§ **Task brief**: The lines from the top of the data down to the line with "pub enum Framing" should be repeated exactly, both ends included.

§ **Available records**:
● ● ● ●

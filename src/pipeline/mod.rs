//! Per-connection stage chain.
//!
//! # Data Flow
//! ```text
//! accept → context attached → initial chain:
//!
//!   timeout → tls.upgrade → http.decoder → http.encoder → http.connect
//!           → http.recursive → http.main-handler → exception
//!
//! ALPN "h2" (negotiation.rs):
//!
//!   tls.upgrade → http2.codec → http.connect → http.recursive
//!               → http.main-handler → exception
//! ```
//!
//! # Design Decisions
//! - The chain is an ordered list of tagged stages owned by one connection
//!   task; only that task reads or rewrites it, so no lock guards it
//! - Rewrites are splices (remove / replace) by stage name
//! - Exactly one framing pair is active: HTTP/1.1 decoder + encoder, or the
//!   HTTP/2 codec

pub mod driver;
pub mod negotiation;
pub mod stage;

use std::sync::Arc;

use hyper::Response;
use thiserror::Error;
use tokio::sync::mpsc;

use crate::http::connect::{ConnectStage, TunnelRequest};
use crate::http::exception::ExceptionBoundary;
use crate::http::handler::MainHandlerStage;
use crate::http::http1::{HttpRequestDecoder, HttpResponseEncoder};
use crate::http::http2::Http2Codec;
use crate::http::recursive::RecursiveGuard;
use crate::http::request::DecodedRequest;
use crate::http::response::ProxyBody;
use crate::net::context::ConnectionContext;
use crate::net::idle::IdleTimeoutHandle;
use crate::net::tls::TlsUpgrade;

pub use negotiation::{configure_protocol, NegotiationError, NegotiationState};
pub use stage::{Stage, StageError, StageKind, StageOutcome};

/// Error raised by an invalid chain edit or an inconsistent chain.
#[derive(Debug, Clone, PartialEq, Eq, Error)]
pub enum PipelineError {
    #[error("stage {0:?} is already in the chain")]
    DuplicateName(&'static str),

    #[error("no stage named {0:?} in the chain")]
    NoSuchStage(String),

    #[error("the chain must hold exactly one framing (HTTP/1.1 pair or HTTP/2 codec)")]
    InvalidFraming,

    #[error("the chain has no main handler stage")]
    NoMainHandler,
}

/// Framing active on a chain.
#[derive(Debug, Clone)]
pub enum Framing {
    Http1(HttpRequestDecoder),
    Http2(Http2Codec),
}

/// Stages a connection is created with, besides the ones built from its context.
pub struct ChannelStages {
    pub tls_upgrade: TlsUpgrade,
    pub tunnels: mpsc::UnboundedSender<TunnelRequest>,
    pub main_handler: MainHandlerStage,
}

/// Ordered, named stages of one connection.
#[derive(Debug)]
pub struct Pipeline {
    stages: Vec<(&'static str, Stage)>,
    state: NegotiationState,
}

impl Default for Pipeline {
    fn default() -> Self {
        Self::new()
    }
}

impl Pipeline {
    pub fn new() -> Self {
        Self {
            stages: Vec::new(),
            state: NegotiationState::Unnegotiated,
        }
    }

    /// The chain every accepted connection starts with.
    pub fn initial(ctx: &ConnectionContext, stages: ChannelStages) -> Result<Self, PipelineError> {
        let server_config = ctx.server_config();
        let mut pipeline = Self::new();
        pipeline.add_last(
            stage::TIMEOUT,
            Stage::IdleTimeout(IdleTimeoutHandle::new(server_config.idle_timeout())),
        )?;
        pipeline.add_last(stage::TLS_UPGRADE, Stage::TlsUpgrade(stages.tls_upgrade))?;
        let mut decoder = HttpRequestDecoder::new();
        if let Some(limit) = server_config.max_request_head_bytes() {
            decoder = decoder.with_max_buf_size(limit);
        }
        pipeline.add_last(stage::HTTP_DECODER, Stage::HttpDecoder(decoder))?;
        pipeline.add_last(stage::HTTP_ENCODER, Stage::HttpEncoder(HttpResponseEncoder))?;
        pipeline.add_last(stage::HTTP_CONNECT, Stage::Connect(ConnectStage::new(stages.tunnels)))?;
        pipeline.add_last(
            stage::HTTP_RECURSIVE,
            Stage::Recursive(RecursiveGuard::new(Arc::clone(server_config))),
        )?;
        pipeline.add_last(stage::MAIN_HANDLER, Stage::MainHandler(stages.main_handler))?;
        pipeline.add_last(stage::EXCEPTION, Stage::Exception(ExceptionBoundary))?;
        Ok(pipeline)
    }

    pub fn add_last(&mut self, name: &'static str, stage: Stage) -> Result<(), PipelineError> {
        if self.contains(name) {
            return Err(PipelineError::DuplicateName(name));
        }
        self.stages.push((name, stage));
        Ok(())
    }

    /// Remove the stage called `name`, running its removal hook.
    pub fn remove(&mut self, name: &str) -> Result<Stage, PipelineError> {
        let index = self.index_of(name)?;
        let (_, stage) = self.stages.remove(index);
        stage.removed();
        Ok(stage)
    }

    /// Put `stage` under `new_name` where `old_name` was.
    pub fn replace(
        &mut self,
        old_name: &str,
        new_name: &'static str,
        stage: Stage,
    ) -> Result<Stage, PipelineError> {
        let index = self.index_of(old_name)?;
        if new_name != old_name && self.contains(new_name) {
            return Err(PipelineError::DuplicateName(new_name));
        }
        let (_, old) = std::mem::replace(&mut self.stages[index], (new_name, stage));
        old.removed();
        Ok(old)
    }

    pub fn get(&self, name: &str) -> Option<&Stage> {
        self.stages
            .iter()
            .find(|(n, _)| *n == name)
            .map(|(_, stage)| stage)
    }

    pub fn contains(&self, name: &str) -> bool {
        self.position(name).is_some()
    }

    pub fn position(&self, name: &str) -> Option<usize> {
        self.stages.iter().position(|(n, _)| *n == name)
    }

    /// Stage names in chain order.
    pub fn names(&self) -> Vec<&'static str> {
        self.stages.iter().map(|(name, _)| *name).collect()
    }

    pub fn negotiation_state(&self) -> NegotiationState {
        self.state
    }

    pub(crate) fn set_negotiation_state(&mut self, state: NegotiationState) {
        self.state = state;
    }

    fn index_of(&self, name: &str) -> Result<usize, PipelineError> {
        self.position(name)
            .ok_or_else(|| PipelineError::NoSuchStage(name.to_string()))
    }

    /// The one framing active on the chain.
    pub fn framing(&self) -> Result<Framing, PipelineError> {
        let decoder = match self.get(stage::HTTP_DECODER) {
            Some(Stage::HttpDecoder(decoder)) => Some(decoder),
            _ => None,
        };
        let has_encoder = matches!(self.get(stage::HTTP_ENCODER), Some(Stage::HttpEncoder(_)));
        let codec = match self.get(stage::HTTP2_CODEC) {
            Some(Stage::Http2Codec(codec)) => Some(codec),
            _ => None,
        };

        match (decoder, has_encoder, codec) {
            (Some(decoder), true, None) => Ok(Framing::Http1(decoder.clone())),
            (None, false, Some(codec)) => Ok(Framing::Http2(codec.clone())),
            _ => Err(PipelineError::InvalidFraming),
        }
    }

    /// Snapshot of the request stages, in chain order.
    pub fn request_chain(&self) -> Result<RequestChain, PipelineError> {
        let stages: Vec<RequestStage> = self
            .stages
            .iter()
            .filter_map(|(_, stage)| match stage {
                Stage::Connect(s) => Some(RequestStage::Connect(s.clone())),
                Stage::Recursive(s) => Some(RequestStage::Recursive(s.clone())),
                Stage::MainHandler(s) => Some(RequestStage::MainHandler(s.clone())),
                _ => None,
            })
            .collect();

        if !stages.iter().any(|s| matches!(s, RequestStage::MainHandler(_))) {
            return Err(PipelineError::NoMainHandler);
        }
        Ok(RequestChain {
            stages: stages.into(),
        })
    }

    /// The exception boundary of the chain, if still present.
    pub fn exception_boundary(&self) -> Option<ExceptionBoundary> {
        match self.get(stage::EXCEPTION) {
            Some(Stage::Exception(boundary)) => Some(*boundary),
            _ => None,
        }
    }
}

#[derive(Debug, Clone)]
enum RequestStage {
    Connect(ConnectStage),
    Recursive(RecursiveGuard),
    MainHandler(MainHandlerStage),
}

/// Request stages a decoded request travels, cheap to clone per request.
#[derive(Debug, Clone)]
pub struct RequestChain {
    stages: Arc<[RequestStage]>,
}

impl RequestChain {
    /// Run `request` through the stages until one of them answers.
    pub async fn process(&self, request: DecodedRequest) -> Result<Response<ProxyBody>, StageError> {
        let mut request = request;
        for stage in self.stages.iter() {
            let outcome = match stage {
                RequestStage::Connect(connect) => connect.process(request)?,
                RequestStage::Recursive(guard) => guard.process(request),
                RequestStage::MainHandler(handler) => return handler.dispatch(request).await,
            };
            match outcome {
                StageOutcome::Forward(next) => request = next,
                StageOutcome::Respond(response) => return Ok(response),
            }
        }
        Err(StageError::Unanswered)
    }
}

● ● ● ●

§ **Solution for this problem**:
filename src/pipeline/mod.rs
//! Per-connection stage chain.
//!
//! # Data Flow
//! ```text
//! accept → context attached → initial chain:
//!
//!   timeout → tls.upgrade → http.decoder → http.encoder → http.connect
//!           → http.recursive → http.main-handler → exception
//!
//! ALPN "h2" (negotiation.rs):
//!
//!   tls.upgrade → http2.codec → http.connect → http.recursive
//!               → http.main-handler → exception
//! ```
//!
//! # Design Decisions
//! - The chain is an ordered list of tagged stages owned by one connection
//!   task; only that task reads or rewrites it, so no lock guards it
//! - Rewrites are splices (remove / replace) by stage name
//! - Exactly one framing pair is active: HTTP/1.1 decoder + encoder, or the
//!   HTTP/2 codec

pub mod driver;
pub mod negotiation;
pub mod stage;

use std::sync::Arc;

use hyper::Response;
use thiserror::Error;
use tokio::sync::mpsc;

use crate::http::connect::{ConnectStage, TunnelRequest};
use crate::http::exception::ExceptionBoundary;
use crate::http::handler::MainHandlerStage;
use crate::http::http1::{HttpRequestDecoder, HttpResponseEncoder};
use crate::http::http2::Http2Codec;
use crate::http::recursive::RecursiveGuard;
use crate::http::request::DecodedRequest;
use crate::http::response::ProxyBody;
use crate::net::context::ConnectionContext;
use crate::net::idle::IdleTimeoutHandle;
use crate::net::tls::TlsUpgrade;

pub use negotiation::{configure_protocol, NegotiationError, NegotiationState};
pub use stage::{Stage, StageError, StageKind, StageOutcome};

/// Error raised by an invalid chain edit or an inconsistent chain.
#[derive(Debug, Clone, PartialEq, Eq, Error)]
pub enum PipelineError {
    #[error("stage {0:?} is already in the chain")]
    DuplicateName(&'static str),

    #[error("no stage named {0:?} in the chain")]
    NoSuchStage(String),

    #[error("the chain must hold exactly one framing (HTTP/1.1 pair or HTTP/2 codec)")]
    InvalidFraming,

    #[error("the chain has no main handler stage")]
    NoMainHandler,
}

/// Framing active on a chain.
#[derive(Debug, Clone)]
pub enum Framing {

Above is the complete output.